Fifteen minutes later, we pulled into the parking lot at the Millway ramp, and Bob jumped out of his truck, gear in hand. The plan was to go out into the bay and jig for mackerel, and then come back to the mouth of the harbor and liveline the mackerel to get the really big stripers.
As we put the boat in, I looked out at the water with some apprehension. The wind wasn’t that bad, but it was out of the north, and the harbor was choppy. A north wind opposes the outgoing tide, and can make for some serious water once you leave the shelter of the harbor and round the corner into Cape Cod Bay.
“It’s a north wind and an outgoing tide,” I said to Kevin and Bob. “Do you think it’ll be okay out there?”
They thought it would be. And, if it turned out not to be, we could always turn around.
As we were loading the gear, two guys in 23-foot Novi pulled in. Bob knows just about everyone on Cape Cod, and the two guys were no exception. They waved to him as they pulled up to the dock.

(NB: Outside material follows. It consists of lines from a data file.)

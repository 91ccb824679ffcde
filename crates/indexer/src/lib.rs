#![forbid(unsafe_code)]

//! GraphQL client for the machine subgraph, plus the Fetcher and Event Source
//! implementations the dashboard drives. The node API lookup and the contract
//! reads share its bounded body reader.

pub mod contract;
pub mod history;
pub mod lookup;
pub mod offline;
pub mod reports;
pub mod staking;

use std::time::Duration;

use machine_monitor_types::{FetchError, ValidationError};
use serde::de::DeserializeOwned;
use serde::{Deserialize, Serialize};
use serde_json::{Value, json};

pub use contract::{ContractReader, DEFAULT_CHAIN_RPC_URL, DEFAULT_RENT_CONTRACT};
pub use lookup::{DEFAULT_NODE_API_URL, MachineIdLookup};
pub use offline::OfflineMachineFetcher;
pub use reports::{ReportEventSource, ReportSourceMode};
pub use staking::StakingMachineFetcher;

pub const DEFAULT_REQUEST_TIMEOUT: Duration = Duration::from_secs(10);
pub const MAX_INDEXER_RESPONSE_BYTES: usize = 8 * 1024 * 1024;
/// The subgraph caps any single collection at this many rows, so totals
/// derived from the `totalCount` alias never exceed it.
pub const TOTAL_COUNT_CAP: u64 = 1000;

/// Row placeholder for the `totalCount` alias, which selects only `id`.
#[derive(Debug, Clone, Deserialize)]
pub(crate) struct CountedRow {
    #[serde(rename = "id")]
    _id: String,
}

#[derive(Clone)]
pub struct IndexerClient {
    http: reqwest::Client,
    endpoint: String,
}

impl IndexerClient {
    pub fn new(endpoint: impl Into<String>, timeout: Duration) -> Result<Self, FetchError> {
        let http = reqwest::Client::builder()
            .timeout(timeout)
            .build()
            .map_err(|error| FetchError::Transport(format!("failed to build HTTP client: {error}")))?;
        Ok(Self {
            http,
            endpoint: endpoint.into(),
        })
    }

    pub fn endpoint(&self) -> &str {
        &self.endpoint
    }

    /// Runs one GraphQL operation and returns its `data` object.
    pub async fn query(
        &self,
        operation: &'static str,
        query: &str,
        variables: Value,
    ) -> Result<Value, FetchError> {
        tracing::debug!(operation, %variables, "indexer query");
        let request = json!({
            "query": query,
            "variables": variables,
        });

        let mut response = self
            .http
            .post(&self.endpoint)
            .json(&request)
            .send()
            .await
            .map_err(|error| {
                FetchError::Transport(format!("GraphQL {operation} request failed: {error}"))
            })?;
        let http_status = response.status();
        // Gateways often answer errors with HTML, so the body is only parsed
        // on success.
        if !http_status.is_success() {
            return Err(FetchError::Protocol(format!(
                "GraphQL {operation} returned HTTP {http_status}"
            )));
        }
        let content_length = response.content_length();
        let body = read_json_body_with_limit(
            &mut response,
            content_length,
            MAX_INDEXER_RESPONSE_BYTES,
            operation,
        )
        .await?;
        extract_data(operation, body)
    }

    pub async fn query_as<T: DeserializeOwned>(
        &self,
        operation: &'static str,
        query: &str,
        variables: Value,
    ) -> Result<T, FetchError> {
        let data = self.query(operation, query, variables).await?;
        decode_data(operation, data)
    }
}

#[derive(Debug, Clone, Serialize, Deserialize)]
struct GraphqlError {
    message: String,
}

/// Splits a GraphQL response into its `data` payload, turning an `errors`
/// array into a protocol error.
pub fn extract_data(operation: &'static str, mut body: Value) -> Result<Value, FetchError> {
    if let Some(errors) = body.get("errors")
        && !errors.is_null()
    {
        return Err(FetchError::Protocol(format!(
            "GraphQL {operation} errors: {}",
            graphql_error_messages(errors)
        )));
    }
    match body.get_mut("data").map(Value::take) {
        Some(Value::Null) | None => Err(ValidationError::MissingData { entity: operation }.into()),
        Some(data) => Ok(data),
    }
}

fn graphql_error_messages(errors: &Value) -> String {
    match serde_json::from_value::<Vec<GraphqlError>>(errors.clone()) {
        Ok(errors) if !errors.is_empty() => errors
            .into_iter()
            .map(|error| error.message)
            .collect::<Vec<_>>()
            .join(", "),
        _ => errors.to_string(),
    }
}

pub fn decode_data<T: DeserializeOwned>(
    operation: &'static str,
    data: Value,
) -> Result<T, FetchError> {
    serde_json::from_value(data).map_err(|error| {
        ValidationError::Shape {
            entity: operation,
            error: error.to_string(),
        }
        .into()
    })
}

pub(crate) fn decode_rows<W, T>(rows: Vec<W>) -> Result<Vec<T>, FetchError>
where
    T: TryFrom<W, Error = ValidationError>,
{
    rows.into_iter()
        .map(|row| T::try_from(row).map_err(FetchError::from))
        .collect()
}

pub(crate) fn count_total(rows: &[CountedRow]) -> u64 {
    (rows.len() as u64).min(TOTAL_COUNT_CAP)
}

pub(crate) async fn read_json_body_with_limit(
    response: &mut reqwest::Response,
    content_length: Option<u64>,
    max_bytes: usize,
    operation: &str,
) -> Result<Value, FetchError> {
    if let Some(length) = content_length
        && length > max_bytes as u64
    {
        return Err(FetchError::Protocol(format!(
            "{operation} response too large: content-length={length} exceeds {max_bytes} bytes"
        )));
    }
    let mut buffer = Vec::new();
    while let Some(chunk) = response.chunk().await.map_err(|error| {
        FetchError::Transport(format!("{operation} failed reading response chunk: {error}"))
    })? {
        append_limited_chunk(&mut buffer, &chunk, max_bytes, operation)?;
    }
    serde_json::from_slice(&buffer).map_err(|error| {
        FetchError::Protocol(format!("{operation} invalid JSON response: {error}"))
    })
}

fn append_limited_chunk(
    buffer: &mut Vec<u8>,
    chunk: &[u8],
    max_bytes: usize,
    operation: &str,
) -> Result<(), FetchError> {
    let new_len = buffer
        .len()
        .checked_add(chunk.len())
        .ok_or_else(|| FetchError::Protocol(format!("{operation} response size overflow")))?;
    if new_len > max_bytes {
        return Err(FetchError::Protocol(format!(
            "{operation} response too large: {new_len} exceeds {max_bytes} bytes"
        )));
    }
    buffer.extend_from_slice(chunk);
    Ok(())
}

#[cfg(test)]
pub(crate) mod test_support {
    use std::net::SocketAddr;

    use axum::Router;
    use tokio::net::TcpListener;

    /// Serves `app` on an ephemeral local port for the duration of the test.
    pub(crate) async fn serve(app: Router) -> SocketAddr {
        let listener = TcpListener::bind("127.0.0.1:0")
            .await
            .expect("bind test listener");
        let addr = listener.local_addr().expect("local addr");
        tokio::spawn(async move {
            axum::serve(listener, app).await.expect("serve test app");
        });
        addr
    }
}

“Going for mackerel?” they asked. Bob nodded.
“It’s rough out there. Nine foot swells. We got out to can 4 and had to turn around.”
Now, a 23-foot Novi is a much bigger boat than a 19-foot Eastern. It’s broader and it’s drier. A 23-foot Novi can go places a 19-foot Eastern can only dream about. If they couldn’t get out there, we certainly weren’t going to.
“The boat was completely out of the water,” Bob’s friend said. “When I saw the sky, I decided it was time to turn around.”
Damn! We were so ready to go! We had the mackerel jigs rigged, we had the aerator set up, we had a plan.
So we made another plan.
Bob has vastly more striper fishing experience than Kevin and I do, but I want to assure you that this isn’t the reason we’re friends. We just like Bob. Almost as much as we like Bob’s wife, Mad Dog. That they know where all the fish hang out is just a bonus.
Bob thought we should do some trolling in the channel on the south side of the harbor. When the tide’s on the ebb, the big fish tend to hang out there, catching the little fish as they go out with the tide.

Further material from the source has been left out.